Introduction
Since the landmark sequencing of the human genome in 2003, sequencing technology has made incredible strides.
From painstakingly decoding DNA letter by letter, we now have a range of technologies that offer faster and more efficient DNA sequencing. Today, one of the pivotal decisions in any sequencing experiment is choosing between short-read and long-read sequencing. While short-read sequencing has been the go-to workhorse in NGS labs, long-read sequencing is emerging as a powerful alternative, capable of unlocking deeper genomic insights.
In this blog post, we’ll delve into the realm of long read NGS and explore its unique strengths and applications.
Unleashing the Power of Long Read NGS
Long read sequencing is a game-changer in genomics research.
Unlike its short-read counterpart (You can read more about it here), long read NGS instruments generate reads spanning thousands to hundreds of thousands of bases. This extended read length enables researchers to detect complex structural variations, including large insertions/deletions, inversions, repeats, duplications, and translocations. Additionally, long-read sequencing facilitates phasing of single nucleotide polymorphisms (SNPs) into haplotypes, aids in de novo assembly, and provides a comprehensive view of splicing events in full-length cDNA.
Overcoming Challenges and Enhancements
While long read sequencing instruments have been available for some time, factors like lower yield, higher error rates, and increased costs initially limited their adoption. The accuracy per read also tends to be lower compared to short-read sequencing, particularly in nanopore technology due to the inherent difficulty in controlling DNA molecule speed through the pore. However, advancements in circular consensus sequencing techniques have significantly improved the accuracy, rivaling that of NGS platforms.

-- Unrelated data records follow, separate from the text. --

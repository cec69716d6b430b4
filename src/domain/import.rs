// ==========================================
// 资产台账后台 - 导入领域模型
// ==========================================
// 职责: 导入管道的中间产物与结果汇总
// 流程: 文件 → RawRow → NormalizedRow → AssetDraft → ImportReport
// ==========================================

use crate::domain::types::{AssetCondition, AssetField, AssetStatus};
use chrono::NaiveDate;
use serde::{Deserialize, Serialize};
use std::collections::HashMap;

// ==========================================
// CellValue - 单元格值
// ==========================================
// 由文件解析器一次性解码；公式单元格保留缓存结果
#[derive(Debug, Clone, PartialEq)]
pub enum CellValue {
    Empty,
    Text(String),
    Number(f64),
    Date(NaiveDate),
    FormulaResult(Box<CellValue>),
}

impl CellValue {
    /// 剥离公式包装，返回实际值
    pub fn resolved(&self) -> &CellValue {
        match self {
            CellValue::FormulaResult(inner) => inner.resolved(),
            other => other,
        }
    }

    /// 转为去空白文本；空白返回 None
    ///
    /// 整数值数字输出不带小数（资产编号常被 Excel 识别为数字）
    pub fn as_text(&self) -> Option<String> {
        let text = match self.resolved() {
            CellValue::Empty | CellValue::FormulaResult(_) => return None,
            CellValue::Text(s) => s.trim().to_string(),
            CellValue::Number(n) => format_number(*n),
            CellValue::Date(d) => d.format("%Y-%m-%d").to_string(),
        };

        if text.is_empty() {
            None
        } else {
            Some(text)
        }
    }

    pub fn is_blank(&self) -> bool {
        self.as_text().is_none()
    }
}

fn format_number(n: f64) -> String {
    if n.fract() == 0.0 && n.abs() < 1e15 {
        format!("{}", n as i64)
    } else {
        n.to_string()
    }
}

impl From<&str> for CellValue {
    fn from(value: &str) -> Self {
        CellValue::Text(value.to_string())
    }
}

// ==========================================
// RawRow - 原始行
// ==========================================
// 字段名已统一为 AssetField，值尚未校验
#[derive(Debug, Clone, Default, PartialEq)]
pub struct RawRow {
    cells: HashMap<AssetField, CellValue>,
}

impl RawRow {
    pub fn new() -> Self {
        Self::default()
    }

    /// 测试/CSV 便捷构造
    pub fn from_pairs(pairs: &[(AssetField, &str)]) -> Self {
        let mut row = Self::new();
        for (field, value) in pairs {
            row.insert(*field, CellValue::from(*value));
        }
        row
    }

    pub fn insert(&mut self, field: AssetField, value: CellValue) {
        self.cells.insert(field, value);
    }

    pub fn get(&self, field: AssetField) -> &CellValue {
        static EMPTY: CellValue = CellValue::Empty;
        self.cells.get(&field).unwrap_or(&EMPTY)
    }

    pub fn text(&self, field: AssetField) -> Option<String> {
        self.get(field).as_text()
    }

    /// 整行是否全为空白
    pub fn is_blank(&self) -> bool {
        self.cells.values().all(CellValue::is_blank)
    }
}

// ==========================================
// NormalizedRow - 校验后行
// ==========================================
// None 表示"未设置"，参照字段保留原始名称待解析
#[derive(Debug, Clone, Default, PartialEq)]
pub struct NormalizedRow {
    pub item_number: String,
    pub serial_number: Option<String>,
    pub manufacturer: Option<String>,
    pub model: Option<String>,
    pub category: Option<String>,
    pub description: Option<String>,
    pub status: Option<AssetStatus>,
    pub condition: Option<AssetCondition>,
    pub acquired_date: Option<NaiveDate>,
    pub purchase_price: Option<f64>,
    pub supplier: Option<String>,
    pub order_number: Option<String>,
    pub hostname: Option<String>,
    pub device_username: Option<String>,
    pub device_password: Option<String>,
    pub lan_mac: Option<String>,
    pub wlan_mac: Option<String>,
    pub ip_addresses: Option<Vec<String>>,
    pub assigned_to: Option<String>,
    pub location: Option<String>,
    pub warranty_expiration: Option<NaiveDate>,
    pub end_of_life_date: Option<NaiveDate>,
    pub comments: Option<String>,
}

// ==========================================
// ConflictPolicy - 重复业务主键处理策略
// ==========================================
// 查询参数: ?skipDuplicates=<bool>&updateExisting=<bool>
#[derive(Debug, Clone, Copy, Default, PartialEq, Eq, Serialize, Deserialize)]
#[serde(rename_all = "camelCase")]
pub struct ConflictPolicy {
    #[serde(default)]
    pub skip_duplicates: bool,
    #[serde(default)]
    pub update_existing: bool,
}

/// 对单行采取的落库动作
#[derive(Debug, Clone, Copy, PartialEq, Eq)]
pub enum ConflictAction {
    Create,
    Update,
    Skip,
    Reject,
}

impl ConflictPolicy {
    pub fn reject() -> Self {
        Self::default()
    }

    pub fn skip() -> Self {
        Self {
            skip_duplicates: true,
            update_existing: false,
        }
    }

    pub fn update() -> Self {
        Self {
            skip_duplicates: false,
            update_existing: true,
        }
    }

    /// 判定动作：update_existing 先于 skip_duplicates 检查
    pub fn resolve(&self, exists: bool) -> ConflictAction {
        if !exists {
            ConflictAction::Create
        } else if self.update_existing {
            ConflictAction::Update
        } else if self.skip_duplicates {
            ConflictAction::Skip
        } else {
            ConflictAction::Reject
        }
    }
}

// ==========================================
// ImportReport - 导入结果
// ==========================================
#[derive(Debug, Clone, Default, PartialEq, Serialize, Deserialize)]
pub struct ImportReport {
    pub created: usize,
    pub updated: usize,
    pub skipped: usize,
    pub errors: Vec<RowError>,
}

/// 行错误类别
#[derive(Debug, Clone, Copy, PartialEq, Eq)]
pub enum RowErrorKind {
    MissingKey,
    InvalidEnum,
    DuplicateKey,
    PersistenceFailure,
}

/// 单行错误（row 为含表头的 1 起行号）
#[derive(Debug, Clone, PartialEq, Serialize, Deserialize)]
pub struct RowError {
    pub row: usize,
    pub message: String,
    #[serde(skip)]
    pub kind: Option<RowErrorKind>,
}

// ==========================================
// UploadedFile - 上传文件
// ==========================================
#[derive(Debug, Clone, Default)]
pub struct UploadedFile {
    pub file_name: Option<String>,
    pub content_type: Option<String>,
    pub bytes: Vec<u8>,
}

#[cfg(test)]
mod tests {
    use super::*;

    #[test]
    fn test_cell_value_text() {
        assert_eq!(CellValue::Text("  A1 ".into()).as_text(), Some("A1".to_string()));
        assert_eq!(CellValue::Text("   ".into()).as_text(), None);
        assert_eq!(CellValue::Number(1001.0).as_text(), Some("1001".to_string()));
        assert_eq!(CellValue::Number(12.5).as_text(), Some("12.5".to_string()));
        assert_eq!(CellValue::Empty.as_text(), None);
    }

    #[test]
    fn test_formula_result_unwraps() {
        let cell = CellValue::FormulaResult(Box::new(CellValue::Text("X".into())));
        assert_eq!(cell.resolved(), &CellValue::Text("X".into()));
        assert_eq!(cell.as_text(), Some("X".to_string()));
    }

    #[test]
    fn test_policy_update_wins() {
        let both = ConflictPolicy {
            skip_duplicates: true,
            update_existing: true,
        };
        assert_eq!(both.resolve(true), ConflictAction::Update);
        assert_eq!(both.resolve(false), ConflictAction::Create);
        assert_eq!(ConflictPolicy::skip().resolve(true), ConflictAction::Skip);
        assert_eq!(ConflictPolicy::reject().resolve(true), ConflictAction::Reject);
    }

    #[test]
    fn test_report_json_shape() {
        let report = ImportReport {
            created: 1,
            updated: 0,
            skipped: 2,
            errors: vec![RowError {
                row: 3,
                message: "x".to_string(),
                kind: Some(RowErrorKind::DuplicateKey),
            }],
        };
        let json = serde_json::to_value(&report).unwrap();
        assert_eq!(
            json,
            serde_json::json!({
                "created": 1, "updated": 0, "skipped": 2,
                "errors": [{"row": 3, "message": "x"}]
            })
        );
    }
}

Companies like PacBio and Oxford Nanopore Technologies (ONT) have made substantial strides in making long-read sequencing more accessible. PacBio’s Sequel II instruments now offer “HiFi sequencing” through circular consensus, enabling the sequencing of larger DNA fragments (15-20 kb) with error rates approaching those of short read sequencing. ONT, on the other hand, provides a range of platforms with varying price points, data outputs, and portability, allowing for read lengths of up to hundreds of kilobases.
Harnessing the Synergy of Short and Long Read Data
In many research projects, the combination of short and long-read data can yield powerful insights.
Short read sequencing provides high depth and high-quality data at a lower cost per base, making it ideal for SNP and mutation calling. Layering long-read sequencing information on top of this data allows for the resolution of complex structural variations and haplotype phasing.
Although it requires more sophisticated analysis methods, this fusion of technologies is particularly valuable in de novo assembly or rare disease sequencing projects, leading to a more comprehensive understanding of genetic variation.
Conclusion
The ongoing debate between short-read and long-read sequencing underscores the unique strengths of each technology.
However, the true power lies in their integration. By combining both short and long-read sequencing approaches, researchers can attain a holistic view of their genomic data, capitalizing on the speed and affordability of short-read sequencing while unlocking the deeper insights offered by long-read technology.